Necessary employer actions

Employers should review their application process, and specifically employment applications, to ensure that criminal background questions are now being asked at the correct point in the process.

New Pregnancy Discrimination Law

The Pregnant Workers Fairness Act (“PWFA”) establishes new protections for pregnant applicants and employees in Illinois. All Illinois employers with at least one employee are subject to the new requirements as of January 1, 2015. The PWFA requires Illinois employers to provide reasonable accommodations to employees and applicants experiencing “pregnancy, childbirth or related or common conditions related to pregnancy and childbirth.”

The PWFA requires an interactive process between the employer and the employee or applicant to determine a reasonable accommodation for a pregnancy-related condition.

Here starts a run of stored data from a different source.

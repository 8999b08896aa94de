//! Device manager for PC/SC operations

use pcsc::{Context, Scope};
use tracing::{debug, warn};

use crate::config::{ConnectStrategy, PcscConfig};
use crate::error::PcscError;
use crate::reader::PcscReader;
use crate::transport::PcscTransport;

/// Manager for PC/SC device operations
#[allow(missing_debug_implementations)]
pub struct PcscDeviceManager {
    /// PC/SC context
    context: Context,
}

impl PcscDeviceManager {
    /// Create a new PC/SC device manager
    pub fn new() -> Result<Self, PcscError> {
        let context = Context::establish(Scope::User)?;
        Ok(Self { context })
    }

    /// List all attached card readers
    ///
    /// An empty list means no reader is attached.
    pub fn list_readers(&self) -> Result<Vec<PcscReader>, PcscError> {
        let readers = match self.context.list_readers_owned() {
            Ok(readers) => readers,
            Err(pcsc::Error::NoReadersAvailable) => return Ok(Vec::new()),
            Err(e) => return Err(e.into()),
        };

        let mut result = Vec::with_capacity(readers.len());

        for reader_name in readers {
            let mut reader_states = [pcsc::ReaderState::new(
                reader_name.as_c_str(),
                pcsc::State::UNAWARE,
            )];

            match self.context.get_status_change(None, &mut reader_states) {
                Ok(()) => result.push(PcscReader::from_reader_state(&reader_states[0])),
                Err(e) => {
                    // If we can't get status, assume no card
                    debug!(error = %e, "Could not read reader status");
                    result.push(PcscReader::new(
                        reader_name.to_string_lossy().into_owned(),
                        false,
                        None,
                    ));
                }
            }
        }

        Ok(result)
    }

    /// Check whether a reader with this name is attached
    pub fn is_reader_present(&self, reader_name: &str) -> bool {
        match self.list_readers() {
            Ok(readers) => readers.iter().any(|reader| reader.name() == reader_name),
            Err(e) => {
                warn!(error = %e, "Failed to enumerate readers");
                false
            }
        }
    }

    /// Open a connection to a specific reader
    pub fn open_reader(&self, reader_name: &str) -> Result<PcscTransport, PcscError> {
        self.open_reader_with_config(reader_name, PcscConfig::default())
    }

    /// Open a connection to a specific reader with custom configuration
    pub fn open_reader_with_config(
        &self,
        reader_name: &str,
        config: PcscConfig,
    ) -> Result<PcscTransport, PcscError> {
        // Clone the context to provide ownership to the transport
        PcscTransport::new(self.context.clone(), reader_name, config)
    }

    /// Open a reader using the specified strategy
    pub fn connect_strategy(
        &self,
        strategy: ConnectStrategy,
        config: PcscConfig,
    ) -> Result<PcscTransport, PcscError> {
        match strategy {
            ConnectStrategy::Reader(name) => {
                if !self.is_reader_present(&name) {
                    return Err(PcscError::ReaderNotFound(name));
                }
                self.open_reader_with_config(&name, config)
            }
            ConnectStrategy::AnyCard => {
                let readers = self.list_readers()?;
                let reader = readers
                    .iter()
                    .find(|reader| reader.has_card())
                    .ok_or_else(|| PcscError::NoCard("no reader with a card found".to_string()))?;
                self.open_reader_with_config(reader.name(), config)
            }
            ConnectStrategy::FirstAvailable => {
                let readers = self.list_readers()?;
                let reader = readers.first().ok_or(PcscError::NoReadersAvailable)?;
                self.open_reader_with_config(reader.name(), config)
            }
        }
    }
}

  • The PWFA specifically prohibits an employer from requiring the applicant or employee to accept an accommodation selected by the employer if the parties are unable to agree on an accommodation or to take a leave if another accommodation is available that would permit the employee to continue working.
  • Employers are permitted to obtain documentation from the applicant’s or employee’s healthcare provider regarding the need for a pregnancy-related accommodation. However, the employer’s request for information is limited to the medical justification for the requested accommodation, a description of the accommodation that is medically advisable, the date the accommodation became medically advisable, and the probable duration of the accommodation.
  • The PWFA provides that where a leave is granted as a reasonable accommodation the employer must reinstate the employee to her original or an equivalent position with equivalent pay and with accumulated seniority and full-credit for retirement and all other fringe benefits regardless of the length of leave, unless the employer can demonstrate that such reinstatement would impose an undue hardship.
  • Under the law, it is unlawful to discriminate or retaliate against an employee or applicant for requesting an accommodation.

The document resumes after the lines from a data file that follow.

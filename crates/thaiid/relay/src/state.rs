//! Published relay state

use std::fmt;

use crate::messages;

/// Lifecycle of the reader connection
#[derive(Debug, Clone, Copy, Default, PartialEq, Eq, Hash)]
pub enum ConnectionState {
    /// No usable reader
    #[default]
    Disconnected,
    /// Reconnect in progress
    Connecting,
    /// Authorized, reader being opened
    Connected,
    /// Reader open, cards can be read
    Ready,
}

impl ConnectionState {
    /// Lower-case name, used in logs
    pub const fn as_str(&self) -> &'static str {
        match self {
            Self::Disconnected => "disconnected",
            Self::Connecting => "connecting",
            Self::Connected => "connected",
            Self::Ready => "ready",
        }
    }
}

impl fmt::Display for ConnectionState {
    fn fmt(&self, f: &mut fmt::Formatter<'_>) -> fmt::Result {
        f.write_str(self.as_str())
    }
}

/// Snapshot published on every change
#[derive(Debug, Clone, PartialEq, Eq)]
pub struct RelayStatus {
    /// Connection state
    pub state: ConnectionState,
    /// Human readable status, in Thai
    pub message: String,
    /// A card read is in progress
    pub is_loading: bool,
    /// The photo of the current read is being fetched
    pub is_reading_photo: bool,
    /// Read automatically once the reader is ready or data was cleared
    pub auto_read: bool,
}

impl Default for RelayStatus {
    fn default() -> Self {
        Self {
            state: ConnectionState::Disconnected,
            message: messages::STARTING.to_string(),
            is_loading: false,
            is_reading_photo: false,
            auto_read: false,
        }
    }
}
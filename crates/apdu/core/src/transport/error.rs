//! Error types specific to card transport

/// Transport error type
#[derive(Debug, Clone, PartialEq, Eq, thiserror::Error)]
pub enum TransportError {
    /// Connection to the card could not be established or was lost
    #[error("Failed to connect to card")]
    Connection,

    /// The reader reports no card in the slot
    #[error("No card present in reader")]
    NoCard,

    /// The reader itself went away (unplugged, service stopped)
    #[error("Reader unavailable: {0}")]
    ReaderUnavailable(String),

    /// Transmission error
    #[error("Failed to transmit data")]
    Transmission,

    /// The card did not answer in time
    #[error("Operation timed out")]
    Timeout,

    /// Driver error (with code)
    #[error("Driver error code: {0:#010X}")]
    Driver(u32),

    /// Other error with message
    #[error("{0}")]
    Other(String),
}

impl TransportError {
    /// Create a general other error
    pub fn other<S: Into<String>>(message: S) -> Self {
        Self::Other(message.into())
    }

    /// Whether the error means the reader is gone rather than a single exchange failing
    pub const fn is_disconnect(&self) -> bool {
        matches!(self, Self::ReaderUnavailable(_))
    }
}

Necessary employer actions

The PWFA imposes a number of affirmative “notice” type obligations on covered Illinois employers:

  • Employers must post a notice prepared by the Illinois Department of Human Rights where notices to employees are customarily posted. The notice can be found on the Department’s website.
  • The PWFA notice must be included in any employee handbook or manual distributed to employees by the employer.

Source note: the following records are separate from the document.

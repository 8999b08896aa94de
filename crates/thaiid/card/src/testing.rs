//! Simulated Thai ID card for tests
//!
//! [`SimulatedCard`] answers SELECT, READ BINARY and GET RESPONSE the way a
//! real card does, from an in-memory file image. Turn it into a
//! [`MockTransport`] with [`SimulatedCard::into_transport`].

use std::collections::HashMap;

use bytes::{BufMut, Bytes, BytesMut};
use encoding_rs::WINDOWS_874;
use parking_lot::Mutex;
use thaiid_apdu_core::transport::{MockTransport, TransportError};
use thaiid_apdu_core::Command;

use crate::constants::{PHOTO_CHUNK_LEN, PHOTO_OFFSET, PHOTO_PARTS};
use crate::fields::FIELDS;
use crate::record::FieldKey;

const SW_SUCCESS: [u8; 2] = [0x90, 0x00];
const SW_NOT_FOUND: [u8; 2] = [0x6A, 0x82];
const SW_WRONG_P1P2: [u8; 2] = [0x6B, 0x00];
const SW_INS_NOT_SUPPORTED: [u8; 2] = [0x6D, 0x00];

/// In-memory Thai ID card
#[derive(Debug, Clone)]
pub struct SimulatedCard {
    fields: HashMap<u16, Vec<u8>>,
    photo: Vec<Vec<u8>>,
    failing_photo_parts: Vec<u8>,
    continuation: bool,
    select_ok: bool,
}

impl Default for SimulatedCard {
    fn default() -> Self {
        Self::sample()
    }
}

fn offset_of(key: FieldKey) -> u16 {
    FIELDS
        .iter()
        .find(|spec| spec.key == key)
        .map_or(0, |spec| spec.offset)
}

impl SimulatedCard {
    /// A card holding a complete, plausible record and a 20 chunk photo
    pub fn sample() -> Self {
        let photo = (0..PHOTO_PARTS)
            .map(|index| {
                let mut chunk = vec![index.wrapping_mul(7); usize::from(PHOTO_CHUNK_LEN)];
                if index == 0 {
                    chunk[..2].copy_from_slice(&[0xFF, 0xD8]);
                }
                chunk
            })
            .collect();

        Self {
            fields: HashMap::new(),
            photo,
            failing_photo_parts: Vec::new(),
            continuation: false,
            select_ok: true,
        }
        .with_text(FieldKey::Cid, "1101700203451")
        .with_text(FieldKey::NameTh, "นาย#สมชาย##ใจดี")
        .with_text(FieldKey::NameEn, "Mr.#Somchai##Jaidee")
        .with_text(FieldKey::BirthDate, "25300115")
        .with_text(FieldKey::Gender, "1")
        .with_text(FieldKey::Issuer, "สำนักงานเขตบางรัก/กรุงเทพมหานคร")
        .with_text(FieldKey::IssueDate, "25650301")
        .with_text(FieldKey::ExpireDate, "25740114")
        .with_text(
            FieldKey::Address,
            "99#หมู่ที่ 1####แขวงสีลม#เขตบางรัก#กรุงเทพมหานคร",
        )
    }

    /// Store `text` TIS-620 encoded under the field for `key`
    pub fn with_text(self, key: FieldKey, text: &str) -> Self {
        let (encoded, _, _) = WINDOWS_874.encode(text);
        self.with_raw(key, encoded.into_owned())
    }

    /// Store raw bytes under the field for `key`
    pub fn with_raw(mut self, key: FieldKey, raw: Vec<u8>) -> Self {
        self.fields.insert(offset_of(key), raw);
        self
    }

    /// Make reads of the field for `key` fail with `6A 82`
    pub fn without_field(mut self, key: FieldKey) -> Self {
        self.fields.remove(&offset_of(key));
        self
    }

    /// Make the photo chunks with these one-based part numbers fail
    pub fn failing_photo_parts(mut self, parts: &[u8]) -> Self {
        self.failing_photo_parts = parts.to_vec();
        self
    }

    /// Answer every read with `61 xx` and deliver the data on GET RESPONSE
    pub const fn with_continuation(mut self, continuation: bool) -> Self {
        self.continuation = continuation;
        self
    }

    /// Reject SELECT, as a card other than a Thai ID would
    pub const fn rejecting_select(mut self) -> Self {
        self.select_ok = false;
        self
    }

    /// Number of photo bytes a complete read returns
    pub fn photo_len(&self) -> usize {
        self.photo
            .iter()
            .enumerate()
            .filter(|(index, _)| !self.failing_photo_parts.contains(&(*index as u8 + 1)))
            .map(|(_, chunk)| chunk.len())
            .sum()
    }

    fn read_binary(&self, offset: u16, length: u8) -> Result<Vec<u8>, [u8; 2]> {
        if let Some(raw) = self.fields.get(&offset) {
            let mut data = raw.clone();
            data.resize(usize::from(length), b' ');
            return Ok(data);
        }

        let photo_end = PHOTO_OFFSET + u16::from(PHOTO_PARTS) * u16::from(PHOTO_CHUNK_LEN);
        if (PHOTO_OFFSET..photo_end).contains(&offset) {
            let index = (offset - PHOTO_OFFSET) / u16::from(PHOTO_CHUNK_LEN);
            let part = index as u8 + 1;
            if self.failing_photo_parts.contains(&part) {
                return Err(SW_WRONG_P1P2);
            }
            return Ok(self.photo[usize::from(index)].clone());
        }

        Err(SW_NOT_FOUND)
    }

    fn respond(&self, pending: &Mutex<Option<Vec<u8>>>, raw: &[u8]) -> Bytes {
        let Ok(command) = Command::from_bytes(raw) else {
            return Bytes::copy_from_slice(&SW_INS_NOT_SUPPORTED);
        };

        let payload = match (command.cla, command.ins) {
            (0x00, 0xA4) if self.select_ok => Ok(Vec::new()),
            (0x00, 0xA4) => Err(SW_NOT_FOUND),
            (0x00, 0xC0) => match pending.lock().take() {
                Some(data) => Ok(data),
                None => Err(SW_INS_NOT_SUPPORTED),
            },
            (0x80, 0xB0) => {
                let length = command.data.as_ref().and_then(|data| data.get(1)).copied();
                let offset = u16::from_be_bytes([command.p1, command.p2]);
                match length {
                    Some(length) => self.read_binary(offset, length),
                    None => Err(SW_WRONG_P1P2),
                }
            }
            _ => Err(SW_INS_NOT_SUPPORTED),
        };

        let mut out = BytesMut::new();
        match payload {
            Ok(data) if self.continuation && !data.is_empty() && command.ins != 0xC0 => {
                out.put_u8(0x61);
                out.put_u8(data.len() as u8);
                *pending.lock() = Some(data);
            }
            Ok(data) => {
                out.put_slice(&data);
                out.put_slice(&SW_SUCCESS);
            }
            Err(status) => out.put_slice(&status),
        }
        out.freeze()
    }

    /// Build a transport answering from this card
    pub fn into_transport(self) -> MockTransport {
        let pending = Mutex::new(None);
        MockTransport::with_handler(move |command| Ok::<_, TransportError>(self.respond(&pending, command)))
    }
}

Employers should review their employment policies and procedures to ensure compliance with the new law and train HR personnel supervisors, and managers on these new requirements.

New Payroll Debit Law

January 1, 2015 is also the effective date of amendments to the state’s Wage Payment and Collection Act (“the Act”) that clarify that payroll debit cards are a permissible means of paying employees under Illinois law – if certain requirements are met.

Permissible payroll cards must, among other requirements:

  • Provide “clear and conspicuous written disclosure” that payment by payroll debit card is voluntary and list at least one other method of payment available to the employee;
  • Provide employees with an itemized list of paycard fees that may be charged by the payroll debit card’s issuer and written notice that third parties may assess transaction fees in addition to the fees assessed by the paycard’s issuer;
  • Explain in writing how the employee may – without incurring fees – obtain all wages at least once per pay period and at least twice per month, have unlimited telephonic access to the account balance, and obtain at least one paper or electronic transaction history per month; and
  • Not use a paycard that charges fees for certain specified items, including point-of-sale transactions.

Necessary employer actions

Employers planning to implement wage payment by paycard should ensure that they have prepared required notices and meet the other requirements to comply with the new law.

To ensure compliance with these new laws, Illinois employers should update their hiring, employment, and payroll practices by January 1, 2015.